Abrindo o ciclo de filmes O que é Cinema Político? ,no Museu da Imagem e do Som de Campinas, exibiremos nesta noite de sábado(ás 19:30) A Greve, primeiro longa do cineasta Serguei Eisenstein. Não se trata apenas de uma das peças constituintes do cinema soviético, pois esta é uma obra que flagra os primórdios da construção da linguagem cinematográfica em conexão com o projeto político do socialismo. Cinema e classe operária são assim contextualizados na mesma dimensão revolucionária, sendo o elemento fílmico uma poderosa ferramenta para os trabalhadores organizarem o seu olhar sobre a sua própria identidade política de classe.

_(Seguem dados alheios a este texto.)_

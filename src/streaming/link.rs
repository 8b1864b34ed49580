//! Link abstraction for the command stream
//!
//! [`Connector`] opens links, [`Link`] is one open byte stream. The TCP
//! implementation is the only one used in production; the scripted
//! implementation in [`super::mock`] drives the same code paths in tests.

use crate::config::ConnectionConfig;
use crate::error::{Error, Result};
use log::{debug, warn};
use std::io::{self, Read};
use std::net::{Shutdown, SocketAddr, TcpStream, ToSocketAddrs};
use std::time::Duration;

/// One open, ordered, reliable byte stream
pub trait Link: Read + Send {
    /// Read whatever is already buffered without blocking.
    ///
    /// `Ok(0)` still means the peer closed the stream; `WouldBlock` means
    /// nothing is pending.
    fn try_read(&mut self, buf: &mut [u8]) -> io::Result<usize>;

    /// Release the underlying resource. Must be idempotent.
    fn close(&mut self);

    /// Peer description for logs
    fn peer(&self) -> String;
}

/// Factory for links to the command source
pub trait Connector: Send {
    type Link: Link;

    /// Make a single connection attempt
    fn connect(&mut self) -> Result<Self::Link>;

    /// Endpoint description for logs
    fn endpoint(&self) -> String;
}

/// TCP connection to the command source
pub struct TcpLink {
    stream: TcpStream,
    peer: String,
    closed: bool,
}

impl TcpLink {
    /// Wrap a connected stream, applying the read timeout
    pub fn new(stream: TcpStream, read_timeout: Duration) -> Result<Self> {
        stream.set_read_timeout(Some(read_timeout))?;
        if let Err(e) = stream.set_nodelay(true) {
            warn!("Failed to set TCP_NODELAY: {}", e);
        }
        let peer = stream
            .peer_addr()
            .map(|a| a.to_string())
            .unwrap_or_else(|_| "unknown".to_string());
        Ok(Self {
            stream,
            peer,
            closed: false,
        })
    }
}

impl Read for TcpLink {
    fn read(&mut self, buf: &mut [u8]) -> io::Result<usize> {
        self.stream.read(buf)
    }
}

impl Link for TcpLink {
    fn try_read(&mut self, buf: &mut [u8]) -> io::Result<usize> {
        self.stream.set_nonblocking(true)?;
        let result = self.stream.read(buf);
        self.stream.set_nonblocking(false)?;
        result
    }

    fn close(&mut self) {
        if self.closed {
            return;
        }
        self.closed = true;
        // NotConnected is expected when the peer already went away
        if let Err(e) = self.stream.shutdown(Shutdown::Both)
            && e.kind() != io::ErrorKind::NotConnected
        {
            debug!("Socket shutdown for {}: {}", self.peer, e);
        }
    }

    fn peer(&self) -> String {
        self.peer.clone()
    }
}

impl Drop for TcpLink {
    fn drop(&mut self) {
        self.close();
    }
}

/// Connects to `host:port` from configuration
#[derive(Debug, Clone)]
pub struct TcpConnector {
    host: String,
    port: u16,
    connect_timeout: Duration,
    read_timeout: Duration,
}

impl TcpConnector {
    /// Create a connector from the connection section of the config
    pub fn new(config: &ConnectionConfig) -> Self {
        Self {
            host: config.host.clone(),
            port: config.port,
            connect_timeout: config.connect_timeout(),
            read_timeout: config.read_timeout(),
        }
    }

    /// Resolve the endpoint. Done per attempt so DNS changes are picked up.
    fn resolve(&self) -> Result<Vec<SocketAddr>> {
        let addrs: Vec<SocketAddr> = (self.host.as_str(), self.port)
            .to_socket_addrs()
            .map_err(|e| Error::Unresolved(format!("{}: {}", self.endpoint(), e)))?
            .collect();
        if addrs.is_empty() {
            return Err(Error::Unresolved(self.endpoint()));
        }
        Ok(addrs)
    }
}

impl Connector for TcpConnector {
    type Link = TcpLink;

    fn connect(&mut self) -> Result<TcpLink> {
        let mut last_err = None;
        for addr in self.resolve()? {
            match TcpStream::connect_timeout(&addr, self.connect_timeout) {
                Ok(stream) => return TcpLink::new(stream, self.read_timeout),
                Err(e) => {
                    debug!("Connect to {} failed: {}", addr, e);
                    last_err = Some(e);
                }
            }
        }
        Err(last_err
            .map(Error::Io)
            .unwrap_or_else(|| Error::Unresolved(self.endpoint())))
    }

    fn endpoint(&self) -> String {
        format!("{}:{}", self.host, self.port)
    }
}

#[cfg(test)]
mod tests {
    use super::*;
    use std::io::Write;
    use std::net::TcpListener;

    fn connector_for(listener: &TcpListener) -> TcpConnector {
        let config = ConnectionConfig {
            host: "127.0.0.1".to_string(),
            port: listener.local_addr().unwrap().port(),
            read_timeout_ms: 100,
            ..ConnectionConfig::default()
        };
        TcpConnector::new(&config)
    }

    #[test]
    fn test_connect_and_read() {
        let listener = TcpListener::bind("127.0.0.1:0").unwrap();
        let mut connector = connector_for(&listener);

        let mut link = connector.connect().unwrap();
        let (mut peer, _) = listener.accept().unwrap();
        peer.write_all(&[1, 2, 3]).unwrap();

        let mut buf = [0u8; 8];
        let n = link.read(&mut buf).unwrap();
        assert!(n > 0);
        assert_eq!(buf[0], 1);
    }

    #[test]
    fn test_try_read_would_block_when_idle() {
        let listener = TcpListener::bind("127.0.0.1:0").unwrap();
        let mut connector = connector_for(&listener);
        let mut link = connector.connect().unwrap();
        let (_peer, _) = listener.accept().unwrap();

        let mut buf = [0u8; 8];
        let err = link.try_read(&mut buf).unwrap_err();
        assert_eq!(err.kind(), io::ErrorKind::WouldBlock);
    }

    #[test]
    fn test_refused_is_io_error() {
        // Bind then drop to get a port with nothing listening
        let port = {
            let listener = TcpListener::bind("127.0.0.1:0").unwrap();
            listener.local_addr().unwrap().port()
        };
        let config = ConnectionConfig {
            host: "127.0.0.1".to_string(),
            port,
            ..ConnectionConfig::default()
        };
        let mut connector = TcpConnector::new(&config);
        assert!(matches!(connector.connect(), Err(Error::Io(_))));
    }

    #[test]
    fn test_close_is_idempotent() {
        let listener = TcpListener::bind("127.0.0.1:0").unwrap();
        let mut connector = connector_for(&listener);
        let mut link = connector.connect().unwrap();
        link.close();
        link.close();
    }
}
//! Mapping of decoded commands onto actuator ranges

pub mod mapper;

pub use mapper::{RangeMapper, SteeringPolicy};
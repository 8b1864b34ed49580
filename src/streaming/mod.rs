//! Command stream: TCP link, framing, reconnects and the receive loop

pub mod backoff;
pub mod command_loop;
pub mod connection;
pub mod frame_reader;
pub mod link;
pub mod mock;
pub mod wire;

pub use backoff::{Backoff, BackoffStrategy};
pub use command_loop::{CommandLoop, LoopStats};
pub use connection::{ConnectionManager, ConnectionState};
pub use frame_reader::FrameReader;
pub use link::{Connector, Link, TcpConnector, TcpLink};
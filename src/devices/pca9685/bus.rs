//! Register-level access to the PCA9685
//!
//! The driver only ever writes registers, so the bus trait is write-only.
//! The Raspberry Pi implementation is behind the `rppal` feature; on other
//! builds opening the bus fails with a `HardwareInit` error.

use crate::error::Result;

/// Write access to an I2C device's register file
pub trait RegisterBus: Send {
    /// Write one byte to `register`
    fn write_register(&mut self, register: u8, value: u8) -> Result<()>;

    /// Write consecutive registers starting at `register`.
    ///
    /// Relies on the device's auto-increment mode.
    fn write_block(&mut self, register: u8, data: &[u8]) -> Result<()>;
}

impl<B: RegisterBus + ?Sized> RegisterBus for Box<B> {
    fn write_register(&mut self, register: u8, value: u8) -> Result<()> {
        (**self).write_register(register, value)
    }

    fn write_block(&mut self, register: u8, data: &[u8]) -> Result<()> {
        (**self).write_block(register, data)
    }
}

#[cfg(all(feature = "rppal", target_os = "linux"))]
mod rpi {
    use super::RegisterBus;
    use crate::error::{Error, Result};
    use rppal::i2c::I2c;

    /// `/dev/i2c-N` through rppal
    pub struct RppalBus {
        i2c: I2c,
    }

    impl RppalBus {
        pub fn open(bus: u8, address: u16) -> Result<Self> {
            let mut i2c = I2c::with_bus(bus)
                .map_err(|e| Error::HardwareInit(format!("Failed to open I2C bus {}: {}", bus, e)))?;
            i2c.set_slave_address(address).map_err(|e| {
                Error::HardwareInit(format!("Failed to select I2C address {:#04x}: {}", address, e))
            })?;
            Ok(Self { i2c })
        }
    }

    impl RegisterBus for RppalBus {
        fn write_register(&mut self, register: u8, value: u8) -> Result<()> {
            self.i2c
                .smbus_write_byte(register, value)
                .map_err(|e| Error::Other(format!("I2C write to {:#04x}: {}", register, e)))
        }

        fn write_block(&mut self, register: u8, data: &[u8]) -> Result<()> {
            let mut buf = Vec::with_capacity(data.len() + 1);
            buf.push(register);
            buf.extend_from_slice(data);
            let written = self
                .i2c
                .write(&buf)
                .map_err(|e| Error::Other(format!("I2C write to {:#04x}: {}", register, e)))?;
            if written != buf.len() {
                return Err(Error::Other(format!(
                    "Short I2C write to {:#04x}: {} of {} bytes",
                    register,
                    written,
                    buf.len()
                )));
            }
            Ok(())
        }
    }
}

/// Open the platform I2C bus at `address`
#[cfg(all(feature = "rppal", target_os = "linux"))]
pub fn open(bus: u8, address: u16) -> Result<Box<dyn RegisterBus>> {
    Ok(Box::new(rpi::RppalBus::open(bus, address)?))
}

/// Open the platform I2C bus at `address`
#[cfg(not(all(feature = "rppal", target_os = "linux")))]
pub fn open(bus: u8, address: u16) -> Result<Box<dyn RegisterBus>> {
    Err(crate::error::Error::HardwareInit(format!(
        "I2C bus {} (address {:#04x}) unavailable: built without the `rppal` feature",
        bus, address
    )))
}

#[cfg(test)]
mod tests {
    use super::*;

    #[cfg(not(all(feature = "rppal", target_os = "linux")))]
    #[test]
    fn test_open_without_feature_is_hardware_init() {
        let err = open(1, 0x40).err().unwrap();
        assert!(matches!(err, crate::error::Error::HardwareInit(_)));
        assert!(err.to_string().contains("rppal"));
    }
}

Este filme de 1924, contempla uma breve conjugação histórica entre arte de vanguarda e Revolução proletária. Produto direito do esforço cultural da primeira geração de artistas soviéticos, da qual Eisenstein é o cineasta exponencial, este filme pertence a um momento em que a construção da União Soviética coexistia com inovadoras pesquisas estéticas. Aqui o experimentalismo de vanguarda de proveniência construtivista associado ás formas populares de diversão como o circo, formam um todo poético cuja significação reside na solidificação da consciência política revolucionária do proletariado russo. Muito antes das cretinices policialescas de Zhdânov dissociar criatividade e liberdade na arte soviética, Eisenstein pautado na tese da Montagem de Atrações, nos lega uma importante linhagem do cinema político: o choque pela justaposição de imagens entre operários e burgueses, além da associação de situações e sensações com outros objetivos e situações(uma laranja exprimida é associada com a repressão policial contra trabalhadores ou um boi no matadouro associado ao massacre cometido contra a população) fazem da dialética o fio condutor para que o espectador participe mentalmente da montagem cinematográfica. Trata-se de uma clara demonstração de que o esforço didático não se subtraí diante da forma revolucionária da obra de arte.
A Greve aborda um acontecimento marcante na História da classe operária russa: em 1912 trabalhadores realizam uma greve em plena Rússia czarista, sendo o seu desfecho um dos maiores exemplos de brutalidade cometidos pela classe dominante russa(esta seria varrida diante dos futuros acontecimentos de outubro de 1917). Tomar este acontecimento para que o cinema contribua com a educação política do proletariado a partir de sua própria História, levou Eisenstein a criar o herói coletivo, completamente diferente do herói burguês do cinema hollywoodiano e também do herói do trabalho promovido pelo stalinismo a partir dos anos trinta. Para o cinema soviético contemporâneo do Construtivismo e do Proletkult os dilemas, as dificuldades e os problemas seriam resolvidos coletivamente pelo proletariado, o novo protagonista do cinema e da História. Situação distinta é a do herói do trabalho enquanto figura central do realismo socialista: nesta doutrina estética que colocaria fim á arte revolucionária soviética das décadas de dez e vinte, o verdadeiro herói seria o próprio Stálin, estabelecendo-se a propaganda política dos planos quinquenais e criando uma imagem do trabalhador russo digna do mais medíocre dos folhetins. Mas se o realismo socialista representa no plano estético a contra-revolução stalinista, o super herói capitalista de Hollywood se perpetuou numa intensidade muito maior: enquanto que nos dias de hoje a presença nefasta do realismo socialista é em grande parte coisa do passado, o herói capitalista reproduzido ás dúzias com Batman, Capitão América, Homem Aranha e outras expressões culturais do imperialismo norte americano, ainda envolve um adversário atual.
Para repensarmos o cinema político não podemos cair nas ciladas burguesas do cinemão, do pior convencionalismo artístico do qual muitos cineastas brasileiros de hoje caem constantemente. Nesta sentido Eisenstein ainda é uma referência indispensável para o cineasta militante do século XXI.